== AIM OF THE EXERCISE ==
The expected output is the data itself, duplicated in full.

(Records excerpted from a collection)
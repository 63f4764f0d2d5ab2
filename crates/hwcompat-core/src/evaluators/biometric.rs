//! Biometric evaluator.

use serde_json::Value;

use crate::error::{CompatError, Result};
use crate::profile::category;
use crate::state::CompatState;

/// What to do with the `Biometric` category afterwards.
#[derive(Debug, Clone, Copy, PartialEq, Eq)]
pub enum BiometricOutcome {
    Untouched,
    Remove,
}

/// No biometric device has a driver. Every device is reported and a
/// non-empty category is removed from the profile.
pub fn evaluate(
    mut state: CompatState,
    biometric: Option<&Value>,
) -> Result<(CompatState, BiometricOutcome)> {
    let devices = match biometric {
        None | Some(Value::Null) => return Ok((state, BiometricOutcome::Untouched)),
        Some(Value::Object(devices)) => devices,
        Some(_) => {
            return Err(CompatError::InvalidProfile(format!(
                "{} must be an object",
                category::BIOMETRIC
            )))
        }
    };
    if devices.is_empty() {
        return Ok((state, BiometricOutcome::Untouched));
    }

    for name in devices.keys() {
        state.mark_unsupported(format!("Biometric: {}", name));
    }
    Ok((state, BiometricOutcome::Remove))
}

== OUTPUT OF THE EXERCISE ==
repository 63f4764f0d2d5ab2
filename crates/hwcompat-core/src/evaluators/biometric.rs
//! Biometric evaluator.

use serde_json::Value;

use crate::error::{CompatError, Result};
use crate::profile::category;
use crate::state::CompatState;

/// What to do with the `Biometric` category afterwards.
#[derive(Debug, Clone, Copy, PartialEq, Eq)]
pub enum BiometricOutcome {
    Untouched,
    Remove,
}

/// No biometric device has a driver. Every device is reported and a
/// non-empty category is removed from the profile.
pub fn evaluate(
    mut state: CompatState,
    biometric: Option<&Value>,
) -> Result<(CompatState, BiometricOutcome)> {
    let devices = match biometric {
        None | Some(Value::Null) => return Ok((state, BiometricOutcome::Untouched)),
        Some(Value::Object(devices)) => devices,
        Some(_) => {
            return Err(CompatError::InvalidProfile(format!(
                "{} must be an object",
                category::BIOMETRIC
            )))
        }
    };
    if devices.is_empty() {
        return Ok((state, BiometricOutcome::Untouched));
    }

    for name in devices.keys() {
        state.mark_unsupported(format!("Biometric: {}", name));
    }
    Ok((state, BiometricOutcome::Remove))
}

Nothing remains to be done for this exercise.